Use Cases to Consider:
- CPRD using Up To Standard (UTS) variable. This field determines the start of a patient’s observation period in current ETL standards. However, data is collected prior to the UTS variable and analysts will want to review that data for evidence of baseline conditions. Current ETL standards suggest this data prior to UTS will never be considered for analysis and should be omitted from the CDM. This prevents analysts from ever reviewing data prior to UTS.
- U.S. Claims data with different insurance enrollment periods, most notably medical and prescription drug coverage. Different analyses will require claims data be considered when a patient has medical coverage, prescription coverage, or both. This will vary based on the analysis question. For example, If the analysis only requires medical coverage (no prescription drug coverage is required because all of the clinical events studied are covered under medical coverage), then the claims that exist outside of pharmacy coverage should be included. ETL guidelines change based on claims dataset. If the dataset includes both medical and pharmacy data, then the observation period reflects when both coverages are active. If the dataset specifically mentions medical coverage only, the observation period will only include medical coverage. Based on this loose ETL guideline, analysts are limited to the type of analyses they can perform on CDMs due to the type of observation period created.
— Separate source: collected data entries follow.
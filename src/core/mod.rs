// Core pipeline exports
pub mod cleanup;
pub mod dossier;
pub mod filters;
pub mod pairing;
pub mod prompt;

pub use cleanup::remove_blank_lines;
pub use dossier::{Dossier, DossierBuilder};
pub use filters::is_gender_match;
pub use pairing::PairingEngine;
pub use prompt::scoring_prompt;
use crate::core::dossier::Dossier;

/// Scoring rubric sent ahead of every dossier
///
/// The matching formula lives entirely in this text; changing the formula
/// means changing the prompt, not the code.
pub const SCORING_RUBRIC: &str = "\
Below are two sections. The first section contains details about a mentor. \
The second section contains a list of possible mentees. Your job is to find \
the best mentees for this mentor by analyzing the considerations below and \
giving each match a score between 0 and 40. Overall score 0 is no match, \
overall score 40 is a perfect match.\n\
Considerations:\n\
Location and in-person vs. zoom meetings. Use the 'City', 'State', 'Meeting \
location preference' and 'Meeting type preference' categories. If the mentor \
and mentee live no more than 30 miles apart (or in the same metropolitan \
area), their zoom preferences do not matter. If they live more than 30 miles \
apart and either of them is unwilling to meet over video conferencing, the \
match is disqualified completely and receives an overall score of 0.\n\
Scoring: each of the following considerations receives a value between 0 and 10.\n\
1. Occupation and work history similarity (0-10). Use the 'Occupation', \
'Career path', 'Industry' and the mentor's 'Work history' categories. Same \
or adjacent occupations and industries score high; unrelated ones score low.\n\
2. Education similarity (0-10). Use the 'Education', 'Higher education' and \
'Degree' categories. Same subjects score high, adjacent subjects medium, \
unrelated subjects low.\n\
3. Values alignment (0-10). Use the 'Values', 'About me', 'Focus area', \
'Expectations and hopes' and 'Hobbies' categories, and look for alignment in \
the answer about why they want to participate in the mentorship program.\n\
4. Anything else (0-10). Use the 'Would you like to add anything else?', \
'Occupation', 'Work history', 'Values', 'About me', 'Expectations and hopes', \
'Meeting type preference', 'Affiliation' and 'Company' categories to catch \
any additional mismatch; an explicit unmet request scores 0.\n";

/// Strict single-line output contract, split into columns by semicolons
pub const OUTPUT_CONTRACT: &str = "\
When giving the scores, never list mentees with an overall score of 0 or a \
disqualified location consideration. Use the exact following very strict \
format and no other format. Format for a single mentor and mentee line: \
[Mentor full name]; [Mentor email]; [Mentee full name]; [Mentee email]; \
[overall score] / 40; Occupation [score] / 10; Education [score] / 10; \
Values [score] / 10; Anything else [score] / 10; [rationale] \
End of format. There must only be one line per one mentor and one mentee. \
Keep the rationale short, under 500 characters. Do not put '*' or '-' in the \
output. Do not output a bullet list or a numbered list. A record should \
always start with the name of the mentor. Sort the mentees by score, from \
high to low.\n";

/// Assemble the full prompt for one dossier
///
/// `max_matches` caps how many candidate lines the oracle is asked to emit;
/// it may return fewer but never more.
pub fn scoring_prompt(dossier: &Dossier, max_matches: u8) -> String {
    format!(
        "{SCORING_RUBRIC}{OUTPUT_CONTRACT}Please output the top {max} compatible mentees. \
You can list less than {max}, but not more than {max}.\n{text}",
        max = max_matches,
        text = dossier.text,
    )
}

#[cfg(test)]
mod tests {
    use super::*;
    use crate::core::dossier::DossierBuilder;
    use crate::models::Participant;

    #[test]
    fn test_prompt_contains_rubric_cap_and_dossier() {
        let mentor = Participant {
            role: "Mentor".to_string(),
            first_name: "Maya".to_string(),
            last_name: "Cohen".to_string(),
            ..Default::default()
        };
        let dossier = DossierBuilder::for_mentor(&mentor).finish();

        let prompt = scoring_prompt(&dossier, 10);

        assert!(prompt.starts_with(SCORING_RUBRIC));
        assert!(prompt.contains("top 10 compatible mentees"));
        assert!(prompt.contains("First name: Maya"));
        // Dossier text comes last so the rubric reads as instructions
        assert!(prompt.ends_with(&dossier.text));
    }

    #[test]
    fn test_candidate_cap_is_configurable() {
        let dossier = DossierBuilder::for_mentor(&Participant::default()).finish();
        let prompt = scoring_prompt(&dossier, 3);
        assert!(prompt.contains("top 3 compatible mentees"));
        assert!(!prompt.contains("top 10"));
    }
}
- Some European databases (Peter – please reference your dataset) will include data outside of the “data cut”. For example, if the dataset is going to provide patients seen between 2011-2016, it is possible to get extra information for patients seen prior to 2011, described as “patient history”. Since this data is outside of the “data cut” (2011-2016) in which the observation period is created, then where should the “patient history” data go since it is not technically within the observation period? This patient history data is useful for some analyses that may look for evidence of certain conditions.
Proposal
Data ETL’d into OMOP CDM can have multiple overlapping observation periods, differentiated by a standard concept ID indicated in the observation_period.period_type_concept_id. Period_type_concept_ids will include the following:
- Medical coverage
- Prescription coverage
- Medical and prescription coverage
- Pre-qualified coverage
- Qualified coverage
- In practice network
- Includes out of practice data
Items 1, 2, and 3 are specific for US claims data. Items 3 and 4 are specific to European EHR data. Items 6 and 7 are specific to NHS (UK) data – specifically CPRD and HES data.
Proposal Applied to Use Cases
- Two overlapping observation periods will be created for CPRD data. One large observation period that includes all data. And one observation period that uses the UTS date as the start of the observation period. Users will select the large observation period to include all data in the analysis. Users will select the UTS observation period to use the UTS data as a “qualified coverage” when considering just data after a practice’s UTS date.
- Three overlapping observation periods will be created for US claims databases (as applicable). One for medical coverage, one for prescription coverage, and one where medical and prescription coverage overlap. (there is a possibility of creating an overarching observation period where the patient can have medical and/or prescription coverage – is this applicable for anyone?).
- Similar to #1 for CPRD, two overlapping observation periods will be created. One that includes pre-qualified data and another that only includes “qualified” data (or data within the visit date range 2011-2016 per the example above).
Example ETL of US Claims data:
Raw Claims Data for Patient 123
Observation Period Table
Considerations:
OHDSI tools are built to only consider one observation period per database. OHDSI tools will need to be amended to allow users to select an observation period type of their choice. In the meantime (i.e. while that is getting fixed), either
- Have OHDSI tools use the min/max of all observation periods for analyses
- Implement a standard that if there are multiple observation period types, then the ETL’er will have to create one large overlapping observation period that OHDSI tools will choose work against.